We have here studied how Royce challenges the traditional conception of man. Firstly, through a redefinition of externality. One that may or may not result problematic, but which is, as we have seen, rooted in Royce’s idealism. Later, it was briefly considered how such external world can only be known to us by communication, thus, implying its dependence in our social consciousness. Such reflections demanded an analysis of social consciousness. This called for a theory of imitation, which was expounded through the example of a baby, in an attempt to follow Royce’s methods. Nevertheless, such theory of imitation turned out to be implausible or, at least, contrary to Royce’s aims and closer to Mill’s. After this, accepting Royce’s conclusions shed light in the process of achieving self-consciousness. This brought many insights that were, though only briefly, contrasted to Stein’s and Sokolowski’s. For the final part, Edith Stein’s work on empathy allowed us to rescue some of Royce’s conclusions. Nonetheless, Royce’s idealism prevents him from developing a successful theory. Hence, a realist stance, guided by Stein’s notion of empathy, seems to be the path to follow.
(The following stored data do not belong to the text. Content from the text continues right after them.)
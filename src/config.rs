use serde::Deserialize;

#[derive(Debug, Clone, Copy, PartialEq, Eq, Deserialize)]
#[serde(rename_all = "lowercase")]
pub enum Environment {
    Development,
    Production,
}

#[derive(Debug, Clone, Deserialize)]
pub struct JwtConfig {
    pub secret: String,
    pub issuer: String,
    pub audience: String,
    pub ttl_minutes: i64,
}

#[derive(Debug, Clone, Deserialize)]
pub struct SmtpConfig {
    pub host: String,
    pub port: u16,
    pub username: String,
    pub password: String,
    pub from: String,
}

#[derive(Debug, Clone, Deserialize)]
pub struct AppConfig {
    pub database_url: String,
    pub jwt: JwtConfig,
    pub smtp: SmtpConfig,
    pub pin_ttl_seconds: i64,
    pub environment: Environment,
}

impl AppConfig {
    pub fn from_env() -> anyhow::Result<Self> {
        let database_url = std::env::var("DATABASE_URL")?;
        let jwt = JwtConfig {
            secret: std::env::var("JWT_SECRET")?,
            issuer: std::env::var("JWT_ISSUER").unwrap_or_else(|_| "libris".into()),
            audience: std::env::var("JWT_AUDIENCE").unwrap_or_else(|_| "libris-users".into()),
            ttl_minutes: std::env::var("JWT_TTL_MINUTES")
                .ok()
                .and_then(|v| v.parse::<i64>().ok())
                .unwrap_or(60),
        };
        let smtp = SmtpConfig {
            host: std::env::var("SMTP_HOST").unwrap_or_else(|_| "localhost".into()),
            port: std::env::var("SMTP_PORT")
                .ok()
                .and_then(|v| v.parse::<u16>().ok())
                .unwrap_or(587),
            username: std::env::var("SMTP_USERNAME").unwrap_or_default(),
            password: std::env::var("SMTP_PASSWORD").unwrap_or_default(),
            from: std::env::var("EMAIL_FROM")
                .unwrap_or_else(|_| "Libris Admin <admin@libris.local>".into()),
        };
        let pin_ttl_seconds = std::env::var("PIN_TTL_SECONDS")
            .ok()
            .and_then(|v| v.parse::<i64>().ok())
            .unwrap_or(120);
        let environment = match std::env::var("APP_ENV").as_deref() {
            Ok("production") => Environment::Production,
            _ => Environment::Development,
        };
        Ok(Self {
            database_url,
            jwt,
            smtp,
            pin_ttl_seconds,
            environment,
        })
    }
}
use crate::state::AppState;
use axum::Router;

pub mod dto;
pub mod handlers;
pub mod jwt;
pub mod password;
pub mod pin;
pub mod repo;

pub fn router() -> Router<AppState> {
    handlers::auth_routes()
}
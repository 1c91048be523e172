use serde::{Deserialize, Serialize};
use uuid::Uuid;

use crate::auth::repo::{Role, User};

/// Request body for user registration. Fields default to empty so that a
/// missing field surfaces as a 400 validation error, not a deserialize error.
#[derive(Debug, Deserialize)]
pub struct RegisterRequest {
    #[serde(default)]
    pub name: String,
    #[serde(default)]
    pub email: String,
    #[serde(default)]
    pub password: String,
}

#[derive(Debug, Deserialize)]
pub struct LoginRequest {
    #[serde(default)]
    pub email: String,
    #[serde(default)]
    pub password: String,
}

#[derive(Debug, Deserialize)]
pub struct EmailRequest {
    #[serde(default)]
    pub email: String,
}

#[derive(Debug, Deserialize)]
pub struct VerifyPinRequest {
    #[serde(default)]
    pub email: String,
    #[serde(default)]
    pub pin: String,
}

#[derive(Debug, Deserialize)]
pub struct ResetPasswordRequest {
    #[serde(default)]
    pub email: String,
    #[serde(default)]
    pub pin: String,
    #[serde(default, rename = "newPassword")]
    pub new_password: String,
}

/// Public part of the user returned to the client; never the hashes.
#[derive(Debug, Serialize)]
pub struct PublicUser {
    pub id: Uuid,
    pub name: String,
    pub email: String,
    pub role: Role,
}

impl From<&User> for PublicUser {
    fn from(user: &User) -> Self {
        Self {
            id: user.id,
            name: user.name.clone(),
            email: user.email.clone(),
            role: user.role,
        }
    }
}

#[derive(Debug, Serialize)]
pub struct AuthResponse {
    pub status: &'static str,
    pub message: &'static str,
    pub token: String,
    pub user: PublicUser,
}

#[derive(Debug, Serialize)]
pub struct MessageResponse {
    pub message: &'static str,
}

#[cfg(test)]
mod tests {
    use super::*;

    #[test]
    fn missing_fields_deserialize_as_empty() {
        let req: RegisterRequest = serde_json::from_str(r#"{"email":"a@x.com"}"#).unwrap();
        assert!(req.name.is_empty());
        assert!(req.password.is_empty());
        assert_eq!(req.email, "a@x.com");
    }

    #[test]
    fn reset_request_uses_camel_case_new_password() {
        let req: ResetPasswordRequest = serde_json::from_str(
            r#"{"email":"a@x.com","pin":"123456","newPassword":"secret2"}"#,
        )
        .unwrap();
        assert_eq!(req.new_password, "secret2");
    }

    #[test]
    fn public_user_omits_secrets() {
        let user = PublicUser {
            id: Uuid::new_v4(),
            name: "A".into(),
            email: "a@x.com".into(),
            role: Role::Member,
        };
        let json = serde_json::to_string(&user).unwrap();
        assert!(json.contains("a@x.com"));
        assert!(json.contains("\"Member\""));
        assert!(!json.contains("password"));
        assert!(!json.contains("pin"));
    }
}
( 1 ) We shall not consider the differences there might be between both.
( 2 ) Royce does not explicitly refer to ‘human adults’ or to ‘grown-ups’, but I believe the use of these terms is legitimate and clarifies the matter.

( 3 ) See What is it like to be a bat? (Nagel, 1974) ​​

( 4 ) The I.

( 5 ) Royce does not, at any point, say that only two stages are possible, though he only vaguely refers to some intermediate stages, as part of the process in a maturing mind. He writes, “consciousness of the infant until the gradually evolving social consciousness has reached a decidedly advanced stage” (Royce, 1894)

( 6 ) Though it is very similar and equally appropriate Somewhere else, Royce defines ‘social conformity’ as “imitation of expressive actions” (Royce, 1895)

( 7 ) The purpose of the example is not exactly the same as Royce’s.

( 8 ) For further critiques of the theory of imitation, see Scheler, 2008.

( 9 ) Royce does not deny that the Cogito, ergo sum may still hold, at least, epistemologically. But definitely not for the origin of our self-consciousness.

( 10 ) I hope such difference in terminology is not a major issue and can easily be overcome.

Works Cited:

[] Husserl, E. (2001). Logical Investigations (Vol. I). (J. Bermudez, T. Crane, & P. Sullivan, Eds.) London: Routledge.

[] MacIntyre, A. (2006). Edith Stein, a Philosophical Prologue. New York: Rowman & LiOlefield Publishers, Inc. .

[] Nagel, T. (1974, October). What Is lt Like to Be a Bat? The Philosophical Review, 83(4), pp. 435-450.

[] Parker, K. A., & Scott , P. (2022, Spring). The Stanford Encyclopedia of Philosphy. Retrieved January 2024, from https://plato.stanford.edu/archives/spr2022/entries/royce/

[] Royce, J. (1894, September). The External World and the Social Consciuosness. The Philosophical Review, III(5), pp. 513-545.

[] Royce, J. (1895, September). Self-consciousness, Social Consciousness and Nature. I. The Philosophical Review, IV(5), pp. 465-485.

[] Scheler, M. (2008). The Nature of Sympathy. New York: Routledge.
 

[] Sokolowski, R. (2008). Phenomenology of the Human Person. New York: Cambridge University Press.

[] Stein, E. (1964). On the Problem of Empathy. The Hague: Marcnus Nijhoff.